An international bestselling author has been accused of racism after she publicly bashed a video of Meghan Markle reading to her son Archie on his first birthday, branding the Duchess of Sussex ‘phony’ and ‘unmaternal’.
Emily Giffin, 48, who lives in Atlanta, wrote the 2005 book Something Borrowed, which was later turned into a movie starring Kate Hudson and John Krasinski.
However on Wednesday, she made headlines for a very different reason, after taking to Instagram to share a text conversation she had with a friend in which the two of them slammed Meghan, accusing her of trying to get ‘attention’ and of looking ‘fake and forced’ in the video, which was filmed by Prince Harry.
Under fire: Bestselling author Emily Giffin was accused of ‘racism’ on Wednesday after she branded Meghan Markle ‘phony’ and ‘unmaternal’ in a video of her reading to Archie
Criticized: The Duchess of Sussex, 38, was filmed reading children’s book Duck! Rabbit! to her son in a clip shared in honor of his first birthday on Wednesday
Emily shared a screenshot of the conversation on her Instagram Stories, revealing that her friend texted her ‘some thoughts’ about the clip, which was shows Meghan reading Duck! Rabbit! by Amy Krouse Rosenthal and Tom Lichtenheld to her son.

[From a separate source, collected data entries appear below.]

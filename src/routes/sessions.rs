use actix_web::{HttpRequest, HttpResponse, Result as ActixResult, web};
use once_cell::sync::Lazy;

use crate::middlewares;
use crate::models::sessions::requests::CreateSessionRequest;
use crate::models::users::entities::UserRole;
use crate::services::SessionService;

// 懒加载的全局 SESSION_SERVICE 实例
static SESSION_SERVICE: Lazy<SessionService> = Lazy::new(SessionService::new_lazy);

// HTTP处理程序
pub async fn create_session(
    req: HttpRequest,
    session_data: web::Json<CreateSessionRequest>,
) -> ActixResult<HttpResponse> {
    SESSION_SERVICE
        .create_session(&req, session_data.into_inner())
        .await
}

pub async fn list_sessions(req: HttpRequest) -> ActixResult<HttpResponse> {
    SESSION_SERVICE.list_sessions(&req).await
}

pub async fn list_open_sessions(req: HttpRequest) -> ActixResult<HttpResponse> {
    SESSION_SERVICE.list_open_sessions(&req).await
}

pub async fn get_session(
    req: HttpRequest,
    session_id: web::Path<String>,
) -> ActixResult<HttpResponse> {
    SESSION_SERVICE
        .get_session(&req, session_id.into_inner())
        .await
}

// 配置路由
pub fn configure_session_routes(cfg: &mut web::ServiceConfig) {
    cfg.service(
        web::scope("/api/v1/sessions")
            .wrap(middlewares::RequireJWT)
            .service(
                web::resource("")
                    .route(
                        web::get()
                            .to(list_sessions)
                            // 评审与协调员查看完整场次表
                            .wrap(middlewares::RequireRole::new_any(UserRole::staff_roles())),
                    )
                    .route(
                        web::post()
                            .to(create_session)
                            // 仅协调员可排期
                            .wrap(middlewares::RequireRole::new(&UserRole::Coordinator)),
                    ),
            )
            .service(
                web::resource("/open").route(
                    web::get()
                        .to(list_open_sessions)
                        // 学生报名池
                        .wrap(middlewares::RequireRole::new(&UserRole::Student)),
                ),
            )
            .service(web::resource("/{session_id}").route(web::get().to(get_session))),
    );
}
use serde::Deserialize;
use ts_rs::TS;

use super::responses::AwardCategory;

// 研究详情查询参数（评审/协调员）
#[derive(Debug, Clone, Deserialize, TS)]
#[ts(export, export_to = "../frontend/src/types/generated/view.ts")]
pub struct SubmissionDetailQuery {
    pub owner: String,
    pub title: String,
}

// 奖项候选人查询参数
#[derive(Debug, Clone, Deserialize, TS)]
#[ts(export, export_to = "../frontend/src/types/generated/view.ts")]
pub struct AwardCandidatesQuery {
    pub category: AwardCategory,
}
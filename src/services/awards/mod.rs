pub mod candidates;

use actix_web::{HttpRequest, HttpResponse, Result as ActixResult};
use std::sync::Arc;

use crate::models::views::requests::AwardCandidatesQuery;
use crate::storage::Storage;

pub struct AwardService {
    storage: Option<Arc<dyn Storage>>,
}

impl AwardService {
    pub fn new_lazy() -> Self {
        Self { storage: None }
    }

    pub(crate) fn get_storage(&self, request: &HttpRequest) -> Arc<dyn Storage> {
        if let Some(storage) = &self.storage {
            storage.clone()
        } else {
            request
                .app_data::<actix_web::web::Data<Arc<dyn Storage>>>()
                .expect("Storage not found in app data")
                .get_ref()
                .clone()
        }
    }

    /// 奖项候选人列表
    pub async fn list_candidates(
        &self,
        request: &HttpRequest,
        query: AwardCandidatesQuery,
    ) -> ActixResult<HttpResponse> {
        candidates::list_candidates(self, request, query).await
    }
}
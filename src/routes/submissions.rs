use actix_web::{HttpRequest, HttpResponse, Result as ActixResult, web};
use once_cell::sync::Lazy;

use crate::middlewares;
use crate::models::submissions::requests::{CreateSubmissionRequest, GradeSubmissionRequest};
use crate::models::users::entities::UserRole;
use crate::models::views::requests::SubmissionDetailQuery;
use crate::services::SubmissionService;

// 懒加载的全局 SUBMISSION_SERVICE 实例
static SUBMISSION_SERVICE: Lazy<SubmissionService> = Lazy::new(SubmissionService::new_lazy);

// HTTP处理程序
pub async fn create_submission(
    req: HttpRequest,
    submission_data: web::Json<CreateSubmissionRequest>,
) -> ActixResult<HttpResponse> {
    SUBMISSION_SERVICE
        .create_submission(&req, submission_data.into_inner())
        .await
}

pub async fn grade_submission(
    req: HttpRequest,
    grade_data: web::Json<GradeSubmissionRequest>,
) -> ActixResult<HttpResponse> {
    SUBMISSION_SERVICE
        .grade_submission(&req, grade_data.into_inner())
        .await
}

pub async fn get_submission_detail(
    req: HttpRequest,
    query: web::Query<SubmissionDetailQuery>,
) -> ActixResult<HttpResponse> {
    SUBMISSION_SERVICE
        .get_submission_detail(&req, query.into_inner())
        .await
}

// 配置路由
pub fn configure_submission_routes(cfg: &mut web::ServiceConfig) {
    cfg.service(
        web::scope("/api/v1/submissions")
            .wrap(middlewares::RequireJWT)
            .service(
                web::resource("").route(
                    web::post()
                        .to(create_submission)
                        // 学生登记研究提交
                        .wrap(middlewares::RequireRole::new(&UserRole::Student)),
                ),
            )
            .service(
                web::resource("/grade").route(
                    web::post()
                        .to(grade_submission)
                        // 评审提交评分
                        .wrap(middlewares::RequireRole::new(&UserRole::Evaluator)),
                ),
            )
            .service(
                web::resource("/detail").route(
                    web::get()
                        .to(get_submission_detail)
                        // 评审与协调员查看研究详情
                        .wrap(middlewares::RequireRole::new_any(UserRole::staff_roles())),
                ),
            ),
    );
}
use actix_web::{HttpRequest, HttpResponse, Result as ActixResult, web};
use once_cell::sync::Lazy;

use crate::middlewares;
use crate::models::users::entities::UserRole;
use crate::models::users::requests::UserListQuery;
use crate::services::UserService;

// 懒加载的全局 USER_SERVICE 实例
static USER_SERVICE: Lazy<UserService> = Lazy::new(UserService::new_lazy);

// HTTP处理程序
pub async fn list_users(
    req: HttpRequest,
    query: web::Query<UserListQuery>,
) -> ActixResult<HttpResponse> {
    USER_SERVICE.list_users(query.into_inner(), &req).await
}

// 配置路由
pub fn configure_user_routes(cfg: &mut web::ServiceConfig) {
    cfg.service(
        web::scope("/api/v1/users")
            .wrap(middlewares::RequireJWT)
            .service(
                // 协调员查看用户角色表；?role=evaluator 供排期表单填充评审下拉框
                web::resource("").route(
                    web::get()
                        .to(list_users)
                        .wrap(middlewares::RequireRole::new_any(
                            UserRole::coordinator_roles(),
                        )),
                ),
            ),
    );
}
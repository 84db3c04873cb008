use serde::{Deserialize, Serialize};

/// 应用配置结构体
#[derive(Debug, Clone, Serialize, Deserialize)]
pub struct AppConfig {
    pub app: AppSettings,
    pub server: ServerConfig,
    pub jwt: JwtConfig,
    pub argon2: Argon2Config,
    pub snapshot: SnapshotConfig,
    pub cors: CorsConfig,
}

/// 应用设置
#[derive(Debug, Clone, Serialize, Deserialize)]
pub struct AppSettings {
    pub system_name: String,
    pub environment: String,
    pub log_level: String,
}

/// 服务器配置
#[derive(Debug, Clone, Serialize, Deserialize)]
pub struct ServerConfig {
    pub host: String,
    pub port: u16,
    pub unix_socket_path: String,
    pub workers: usize,
    pub max_workers: usize,
    pub timeouts: TimeoutConfig,
    pub limits: LimitConfig,
}

/// 超时配置
#[derive(Debug, Clone, Serialize, Deserialize)]
pub struct TimeoutConfig {
    pub client_request: u64,
    pub client_disconnect: u64,
    pub keep_alive: u64,
}

/// 限制配置
#[derive(Debug, Clone, Serialize, Deserialize)]
pub struct LimitConfig {
    pub max_payload_size: usize,
}

/// JWT 配置
#[derive(Debug, Clone, Serialize, Deserialize)]
pub struct JwtConfig {
    #[serde(skip_serializing, default)] // 不序列化到JSON响应中
    pub secret: String,
    pub access_token_expiry: i64,
    pub refresh_token_expiry: i64,
    pub refresh_token_remember_me_expiry: i64,
}

/// Argon2 密码哈希配置
#[derive(Debug, Clone, Serialize, Deserialize)]
pub struct Argon2Config {
    pub memory_cost: u32,
    pub time_cost: u32,
    pub parallelism: u32,
}

/// 快照存储配置
#[derive(Debug, Clone, Serialize, Deserialize)]
pub struct SnapshotConfig {
    pub path: String, // 全量快照文件路径，每次变更后整体覆盖
}

/// CORS 配置
#[derive(Debug, Clone, Serialize, Deserialize)]
pub struct CorsConfig {
    pub allowed_origins: Vec<String>,
    pub allowed_methods: Vec<String>,
    pub allowed_headers: Vec<String>,
    pub max_age: usize,
}
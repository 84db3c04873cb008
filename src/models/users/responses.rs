use super::entities::User;
use serde::Serialize;
use ts_rs::TS;

// 用户响应
#[derive(Debug, Serialize, TS)]
#[ts(export, export_to = "../frontend/src/types/generated/user.ts")]
pub struct UserResponse {
    pub user: User,
}

// 用户列表响应
#[derive(Debug, Serialize, TS)]
#[ts(export, export_to = "../frontend/src/types/generated/user.ts")]
pub struct UserListResponse {
    pub items: Vec<User>,
}

// 用户名列表响应（按角色过滤时使用）
#[derive(Debug, Serialize, TS)]
#[ts(export, export_to = "../frontend/src/types/generated/user.ts")]
pub struct UsernameListResponse {
    pub items: Vec<String>,
}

‘Some thoughts: Archie is adorable but that video screamed look at me! Look at me! I need attention as the doting mother. She’s a joke,’ the first incoming text, which was sent by Emily’s friend, read.
The messages continued: ‘It was also sad how she seemed just slightly annoyed Archie wasn’t fully cooperating to her standards. He’s [one] for crying out loud!’
‘Phony’: Emily, 48, shared a text conversation that she had with a friend about the video, in which the two of them accused Meghan of trying to get ‘attention’
Emily chimed in and agreed, texting her friend: ‘Completely,’ to which her pal replied, ‘I feel so sorry for that little boy.’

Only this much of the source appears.